The best solution to these increased computational demands is the use of high performance parallel computing to split large, complex tasks across multiple processors. Paracel BLAST is the only commercially-supported BLAST solution for parallel computing. Paracel recoded the original NCBI BLAST source code from the ground up, eliminating important performance bottlenecks and optimizing it for use on parallel platforms.
- Search large databases without loss of performance
Searches that previously failed because of their sheer size can be executed rapidly with Paracel BLAST. Researchers can routinely complete searches that would be prohibitively long using traditional methods.
- Automatic parallelization, queuing, and scheduling
Paracel BLAST automatically executes your searches in parallel on multiple processors, giving you the highest performance without complex administration.
Paracel BLAST scales up to run very rapidly on multiple CPU systems. A 32-CPU linux cluster runs a large database search in several hours that would take days running NCBI code on an ordinary single processor system.
Enhancements in Parallelism
One of the key reasons why Paracel BLAST is far superior to other solutions is its ability to run incredibly large sequences on massively-parallel systems. Paracel BLAST's parallel-computing enhancements include:
- Incorporates a custom scheduler that is tightly coupled with the application to promote job parallelism and dynamically control query parallelism.
- Performs splitting and merging of results internally, alleviating the need for external parsing, in addition to only generating a report once.

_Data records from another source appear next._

//! JSON Web Key parsing and key set selection

use super::{EncryptionKey, SigningKey};
use crate::error::{JwtBuildError, JwtResult};
use base64::{Engine as _, engine::general_purpose::URL_SAFE_NO_PAD};
use rsa::{BigUint, RsaPrivateKey, RsaPublicKey};
use serde::{Deserialize, Serialize};
use zeroize::Zeroizing;

/// JSON Web Key (RFC 7517) with the RSA, EC and octet members used here
#[derive(Debug, Clone, Default, Serialize, Deserialize)]
pub struct Jwk {
    /// Key type: `RSA`, `EC` or `oct`
    pub kty: String,
    /// Key id
    #[serde(default, skip_serializing_if = "Option::is_none")]
    pub kid: Option<String>,
    /// Intended algorithm
    #[serde(default, skip_serializing_if = "Option::is_none")]
    pub alg: Option<String>,
    /// Intended use (`sig` or `enc`)
    #[serde(default, rename = "use", skip_serializing_if = "Option::is_none")]
    pub key_use: Option<String>,
    /// RSA modulus
    #[serde(default, skip_serializing_if = "Option::is_none")]
    pub n: Option<String>,
    /// RSA public exponent
    #[serde(default, skip_serializing_if = "Option::is_none")]
    pub e: Option<String>,
    /// RSA private exponent or EC private scalar
    #[serde(default, skip_serializing_if = "Option::is_none")]
    pub d: Option<String>,
    /// RSA first prime factor
    #[serde(default, skip_serializing_if = "Option::is_none")]
    pub p: Option<String>,
    /// RSA second prime factor
    #[serde(default, skip_serializing_if = "Option::is_none")]
    pub q: Option<String>,
    /// EC curve name
    #[serde(default, skip_serializing_if = "Option::is_none")]
    pub crv: Option<String>,
    /// EC x coordinate
    #[serde(default, skip_serializing_if = "Option::is_none")]
    pub x: Option<String>,
    /// EC y coordinate
    #[serde(default, skip_serializing_if = "Option::is_none")]
    pub y: Option<String>,
    /// Symmetric key value
    #[serde(default, skip_serializing_if = "Option::is_none")]
    pub k: Option<String>,
}

/// JSON Web Key set
#[derive(Debug, Clone, Default, Serialize, Deserialize)]
pub struct JwkSet {
    /// Member keys
    pub keys: Vec<Jwk>,
}

impl JwkSet {
    /// Parse either a `{"keys": [...]}` document or a single bare JWK
    ///
    /// # Errors
    /// Returns `JwtBuildError::InvalidKey` if the document is neither
    pub fn parse(material: &[u8]) -> JwtResult<Self> {
        let value: serde_json::Value = serde_json::from_slice(material)
            .map_err(|e| JwtBuildError::invalid_key(format!("JWK is not valid JSON: {e}")))?;
        if value.get("keys").is_some() {
            serde_json::from_value(value)
                .map_err(|e| JwtBuildError::invalid_key(format!("Invalid JWK set: {e}")))
        } else {
            let key: Jwk = serde_json::from_value(value)
                .map_err(|e| JwtBuildError::invalid_key(format!("Invalid JWK: {e}")))?;
            Ok(Self { keys: vec![key] })
        }
    }

    /// Pick the key to use
    ///
    /// With a key id the key must exist in the set. Without one the set must
    /// hold exactly one key.
    ///
    /// # Errors
    /// Returns `JwtBuildError::KeyNotFound` if no single key can be selected
    pub fn select(&self, kid: Option<&str>) -> JwtResult<&Jwk> {
        match kid {
            Some(kid) => self
                .keys
                .iter()
                .find(|key| key.kid.as_deref() == Some(kid))
                .ok_or_else(|| JwtBuildError::key_not_found(kid)),
            None => match self.keys.as_slice() {
                [only] => Ok(only),
                [] => Err(JwtBuildError::invalid_key("JWK set is empty")),
                _ => Err(JwtBuildError::key_not_found(
                    "<unset> (key id required to select from a JWK set with several keys)",
                )),
            },
        }
    }
}

impl Jwk {
    /// Convert to a signing key
    ///
    /// # Errors
    /// Returns `JwtBuildError::InvalidKey` for public-only or malformed keys
    pub fn to_signing_key(&self) -> JwtResult<SigningKey> {
        match self.kty.as_str() {
            "RSA" => {
                let n = self.big_uint("n", self.n.as_deref())?;
                let e = self.big_uint("e", self.e.as_deref())?;
                let d = self.big_uint("d", self.d.as_deref())?;
                let p = self.big_uint("p", self.p.as_deref())?;
                let q = self.big_uint("q", self.q.as_deref())?;
                RsaPrivateKey::from_components(n, e, d, vec![p, q])
                    .map(SigningKey::Rsa)
                    .map_err(|e| JwtBuildError::invalid_key(format!("Invalid RSA JWK: {e}")))
            }
            "EC" => {
                self.require_p256()?;
                let d = self.bytes("d", self.d.as_deref())?;
                p256::ecdsa::SigningKey::from_slice(&d)
                    .map(SigningKey::EcP256)
                    .map_err(|e| JwtBuildError::invalid_key(format!("Invalid P-256 JWK: {e}")))
            }
            "oct" => Ok(SigningKey::Hmac(self.bytes("k", self.k.as_deref())?)),
            other => Err(JwtBuildError::invalid_key(format!(
                "Unsupported JWK key type '{other}'"
            ))),
        }
    }

    /// Convert to a key-encryption key
    ///
    /// # Errors
    /// Returns `JwtBuildError::InvalidKey` for malformed keys and
    /// `JwtBuildError::UnsupportedAlgorithm` for non-RSA keys
    pub fn to_encryption_key(&self) -> JwtResult<EncryptionKey> {
        match self.kty.as_str() {
            "RSA" => {
                let n = self.big_uint("n", self.n.as_deref())?;
                let e = self.big_uint("e", self.e.as_deref())?;
                RsaPublicKey::new(n, e)
                    .map(EncryptionKey::Rsa)
                    .map_err(|e| JwtBuildError::invalid_key(format!("Invalid RSA JWK: {e}")))
            }
            other => Err(JwtBuildError::unsupported_algorithm(format!(
                "JWK key type '{other}' cannot be used for key encryption"
            ))),
        }
    }

    fn require_p256(&self) -> JwtResult<()> {
        match self.crv.as_deref() {
            Some("P-256") => Ok(()),
            Some(other) => Err(JwtBuildError::unsupported_algorithm(format!(
                "EC curve '{other}'"
            ))),
            None => Err(JwtBuildError::invalid_key("EC JWK is missing 'crv'")),
        }
    }

    fn bytes(&self, member: &str, value: Option<&str>) -> JwtResult<Zeroizing<Vec<u8>>> {
        let value = value.ok_or_else(|| {
            JwtBuildError::invalid_key(format!(
                "JWK {} is missing '{member}'",
                self.kid.as_deref().unwrap_or("<no kid>")
            ))
        })?;
        URL_SAFE_NO_PAD
            .decode(value)
            .map(Zeroizing::new)
            .map_err(|e| JwtBuildError::invalid_key(format!("JWK member '{member}': {e}")))
    }

    fn big_uint(&self, member: &str, value: Option<&str>) -> JwtResult<BigUint> {
        Ok(BigUint::from_bytes_be(&self.bytes(member, value)?))
    }
}
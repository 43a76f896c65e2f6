//! Concrete Future type for token builds.
//!
//! A build runs to completion on tokio's blocking pool and its result comes
//! back through a oneshot channel. Dropping the future does not cancel the
//! build.

use crate::error::{JwtBuildError, JwtResult};
use crate::types::CompactToken;
use std::{
    future::Future,
    pin::Pin,
    task::{Context, Poll},
};
use tokio::sync::oneshot;

/// Future for a token build.
pub struct TokenBuildFuture {
    rx: oneshot::Receiver<JwtResult<CompactToken>>,
}

impl TokenBuildFuture {
    /// Create a new token build future with the given receiver.
    pub(crate) fn new(rx: oneshot::Receiver<JwtResult<CompactToken>>) -> Self {
        Self { rx }
    }

    /// Run `build` off the async executor.
    ///
    /// Outside a tokio runtime the build runs inline and the future is
    /// already complete.
    pub(crate) fn spawn<F>(build: F) -> Self
    where
        F: FnOnce() -> JwtResult<CompactToken> + Send + 'static,
    {
        let (tx, rx) = oneshot::channel();
        match tokio::runtime::Handle::try_current() {
            Ok(handle) => {
                handle.spawn_blocking(move || {
                    let _ = tx.send(build());
                });
            }
            Err(_) => {
                let _ = tx.send(build());
            }
        }
        Self::new(rx)
    }
}

impl Future for TokenBuildFuture {
    type Output = JwtResult<CompactToken>;

    fn poll(mut self: Pin<&mut Self>, cx: &mut Context<'_>) -> Poll<Self::Output> {
        match Pin::new(&mut self.rx).poll(cx) {
            Poll::Ready(Ok(result)) => Poll::Ready(result),
            Poll::Ready(Err(_)) => Poll::Ready(Err(JwtBuildError::TaskFailed)),
            Poll::Pending => Poll::Pending,
        }
    }
}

- Splits the database dynamically, saving the user the time of manually splitting and assigning processes at the time of database loading, and re-splitting when the number of processors changes.
- Keeps track of which nodes have which sections of the database loaded into their RAM, allowing the integrated scheduler to choose the best node to perform the given task.
- Partitions jobs over multiple processors. Paracel BLAST tends to over-partition so that, instead of becoming idle, each node has a new task to work on immediately after finishing its initial task.